In a series of other studies, the occurrence of BCL10mutation could not be confirmed for lymphoma and other hematologic malignancies or for a wide range of solid tumors4-13; thus, the role of BCL10 mutation resulting in the loss of tumor suppressor function remains controversial. Moreover, the occurrence of the t(1;14)(p22;q32) in MALT-type lymphoma is not always associated with the presence of BCL10 mutations.3 This observation contradicts the possible pathogenic role of loss of proapoptotic BCL10 function in view of the overexpression of wild-type BCL10 in these cases.
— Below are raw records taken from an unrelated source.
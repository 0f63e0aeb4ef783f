use std::{net::SocketAddr, sync::Arc};

use axum::{
    extract::{Path, Query, State, WebSocketUpgrade},
    http::StatusCode,
    response::IntoResponse,
    routing::{get, patch, post},
    Json, Router,
};
use client_core::LocalHub;
use livekit_integration::HttpRoomService;
use server_api::{
    delete_message, edit_message, ensure_direct_thread, insert_direct_thread, insert_participants,
    join_voice, list_messages, list_threads, participant_threads, send_message, shared_threads,
    toggle_reaction, voice_participants, ApiContext,
};
use shared::{
    domain::{Message, MessageId, ThreadId, ThreadInsert, UserId},
    error::{ApiError, ErrorCode},
    protocol::{
        DataChange, EditMessageRequest, EnsureDirectThreadRequest, EnsureDirectThreadResponse,
        InsertParticipantsRequest, InsertThreadRequest, ListMessagesQuery, SendMessageRequest,
        SharedThreadsRequest, ThreadSummary, ToggleReactionRequest, Topic, UserQuery,
        VoiceJoinRequest, VoiceParticipantsRequest, VoiceParticipantsResponse, VoiceTokenResponse,
    },
};
use storage::Storage;
use tower_http::limit::RequestBodyLimitLayer;
use tracing::{error, info, warn};
use tracing_subscriber::EnvFilter;

mod config;
mod realtime;

use config::{load_settings, prepare_database_url};

const MAX_REQUEST_BYTES: usize = 64 * 1024;

#[derive(Clone)]
struct AppState {
    api: ApiContext,
    hub: Arc<LocalHub>,
}

impl AppState {
    /// Fans a stored change out on the message's topic.
    fn publish(&self, change: DataChange, message: &Message) {
        self.hub
            .publish_data(Topic::messages(message.scope), change);
    }
}

type Rejection = (StatusCode, Json<ApiError>);
type HttpResult<T> = Result<Json<T>, Rejection>;

fn reject(err: ApiError) -> Rejection {
    let status =
        StatusCode::from_u16(err.code.http_status()).unwrap_or(StatusCode::INTERNAL_SERVER_ERROR);
    if status.is_server_error() {
        warn!(code = ?err.code, "request failed: {}", err.message);
    }
    (status, Json(err))
}

#[tokio::main]
async fn main() -> anyhow::Result<()> {
    tracing_subscriber::fmt()
        .with_env_filter(EnvFilter::try_from_default_env().unwrap_or_else(|_| "info".into()))
        .init();

    let settings = load_settings();
    let database_url = prepare_database_url(&settings.database_url)?;
    let storage = Storage::new(&database_url).await.map_err(|error| {
        error!(
            %database_url,
            %error,
            "failed to open SQLite database; verify parent directory exists and permissions are correct"
        );
        error
    })?;
    let livekit = settings.livekit();
    let api = ApiContext {
        storage,
        room_service: Arc::new(HttpRoomService::new(livekit.clone())),
        livekit,
    };

    let state = AppState {
        api,
        hub: LocalHub::new(),
    };
    let app = build_router(Arc::new(state));

    let addr: SocketAddr = settings.server_bind.parse()?;
    info!(%addr, livekit_url = %settings.livekit_url, "server listening");
    let listener = tokio::net::TcpListener::bind(addr).await?;
    axum::serve(listener, app).await?;
    Ok(())
}

fn build_router(state: Arc<AppState>) -> Router {
    Router::new()
        .route("/healthz", get(healthz))
        .route("/messages", post(http_send_message).get(http_list_messages))
        .route(
            "/messages/:message_id",
            patch(http_edit_message).delete(http_delete_message),
        )
        .route("/messages/:message_id/reactions", post(http_toggle_reaction))
        .route("/dms/ensure", post(http_ensure_direct_thread))
        .route("/dms/threads", get(http_list_threads).post(http_insert_thread))
        .route("/dms/threads/shared", post(http_shared_threads))
        .route(
            "/dms/threads/:thread_id/participants",
            post(http_insert_participants),
        )
        .route(
            "/dms/participants/:user_id/threads",
            get(http_participant_threads),
        )
        .route("/voice/join", post(http_join_voice))
        .route("/voice/participants", post(http_voice_participants))
        .route("/ws", get(ws_handler))
        .layer(RequestBodyLimitLayer::new(MAX_REQUEST_BYTES))
        .with_state(state)
}

async fn healthz(State(state): State<Arc<AppState>>) -> Result<&'static str, Rejection> {
    state
        .api
        .storage
        .health_check()
        .await
        .map_err(|e| reject(ApiError::new(ErrorCode::Unavailable, e.to_string())))?;
    Ok("ok")
}

async fn http_send_message(
    State(state): State<Arc<AppState>>,
    Json(req): Json<SendMessageRequest>,
) -> HttpResult<Message> {
    let message = send_message(&state.api, req).await.map_err(reject)?;
    state.publish(DataChange::Insert(message.clone()), &message);
    Ok(Json(message))
}

async fn http_list_messages(
    State(state): State<Arc<AppState>>,
    Query(q): Query<ListMessagesQuery>,
) -> HttpResult<Vec<Message>> {
    let messages = list_messages(&state.api, q).await.map_err(reject)?;
    Ok(Json(messages))
}

async fn http_edit_message(
    State(state): State<Arc<AppState>>,
    Path(message_id): Path<i64>,
    Json(req): Json<EditMessageRequest>,
) -> HttpResult<Message> {
    let message = edit_message(&state.api, MessageId(message_id), req)
        .await
        .map_err(reject)?;
    state.publish(DataChange::Update(message.clone()), &message);
    Ok(Json(message))
}

async fn http_delete_message(
    State(state): State<Arc<AppState>>,
    Path(message_id): Path<i64>,
    Query(q): Query<UserQuery>,
) -> HttpResult<Message> {
    let message = delete_message(&state.api, MessageId(message_id), q.user_id)
        .await
        .map_err(reject)?;
    state.publish(DataChange::Update(message.clone()), &message);
    Ok(Json(message))
}

async fn http_toggle_reaction(
    State(state): State<Arc<AppState>>,
    Path(message_id): Path<i64>,
    Json(req): Json<ToggleReactionRequest>,
) -> HttpResult<Message> {
    let message = toggle_reaction(&state.api, MessageId(message_id), req)
        .await
        .map_err(reject)?;
    state.publish(DataChange::Update(message.clone()), &message);
    Ok(Json(message))
}

async fn http_ensure_direct_thread(
    State(state): State<Arc<AppState>>,
    Json(req): Json<EnsureDirectThreadRequest>,
) -> HttpResult<EnsureDirectThreadResponse> {
    let response = ensure_direct_thread(&state.api, req)
        .await
        .map_err(reject)?;
    Ok(Json(response))
}

async fn http_list_threads(
    State(state): State<Arc<AppState>>,
    Query(q): Query<UserQuery>,
) -> HttpResult<Vec<ThreadSummary>> {
    let threads = list_threads(&state.api, q.user_id).await.map_err(reject)?;
    Ok(Json(threads))
}

async fn http_insert_thread(
    State(state): State<Arc<AppState>>,
    Json(req): Json<InsertThreadRequest>,
) -> HttpResult<ThreadInsert> {
    let outcome = insert_direct_thread(&state.api, req)
        .await
        .map_err(reject)?;
    Ok(Json(outcome))
}

async fn http_shared_threads(
    State(state): State<Arc<AppState>>,
    Json(req): Json<SharedThreadsRequest>,
) -> HttpResult<Vec<ThreadId>> {
    let threads = shared_threads(&state.api, req).await.map_err(reject)?;
    Ok(Json(threads))
}

async fn http_insert_participants(
    State(state): State<Arc<AppState>>,
    Path(thread_id): Path<i64>,
    Json(req): Json<InsertParticipantsRequest>,
) -> HttpResult<serde_json::Value> {
    insert_participants(&state.api, ThreadId(thread_id), req)
        .await
        .map_err(reject)?;
    Ok(Json(serde_json::json!({})))
}

async fn http_participant_threads(
    State(state): State<Arc<AppState>>,
    Path(user_id): Path<i64>,
) -> HttpResult<Vec<ThreadId>> {
    let threads = participant_threads(&state.api, UserId(user_id))
        .await
        .map_err(reject)?;
    Ok(Json(threads))
}

async fn http_join_voice(
    State(state): State<Arc<AppState>>,
    Json(req): Json<VoiceJoinRequest>,
) -> HttpResult<VoiceTokenResponse> {
    let issued = join_voice(&state.api, req).await.map_err(reject)?;
    Ok(Json(issued))
}

async fn http_voice_participants(
    State(state): State<Arc<AppState>>,
    Json(req): Json<VoiceParticipantsRequest>,
) -> HttpResult<VoiceParticipantsResponse> {
    let participants = voice_participants(&state.api, req)
        .await
        .map_err(reject)?;
    Ok(Json(participants))
}

async fn ws_handler(
    ws: WebSocketUpgrade,
    State(state): State<Arc<AppState>>,
    Query(q): Query<UserQuery>,
) -> impl IntoResponse {
    let hub = Arc::clone(&state.hub);
    ws.on_upgrade(move |socket| realtime::ws_connection(hub, socket, q.user_id))
}

#[cfg(test)]
#[path = "tests/main_tests.rs"]
mod tests;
However, the BCL10 expression pattern in tumor cells from MALT-type lymphoma with the t(1;14)(p22;q32) differ from that seen in normal marginal zone cells. Although in normal marginal zone cells BCL10 is expressed only in the cytoplasm, it is expressed in nucleus and cytoplasm in tumor cells from t(1;14)(p22;q32)-positive MALT-type lymphoma cases.14 It was suggested that the altered cellular localization of BCL10 protein may represent another mechanism for BCL10-induced lymphomagenesis3,14 and that this mechanism might be involved in cases without the t(1;14)(p22;q32) because these cases also showed, in part, nuclear BCL10 expression.14 The explanation for the nuclear translocation of BCL10 protein in t(1;14)(p22;q32)-positive and t(1;14)(p22;q32)-negative MALT lymphoma cases has not been elucidated.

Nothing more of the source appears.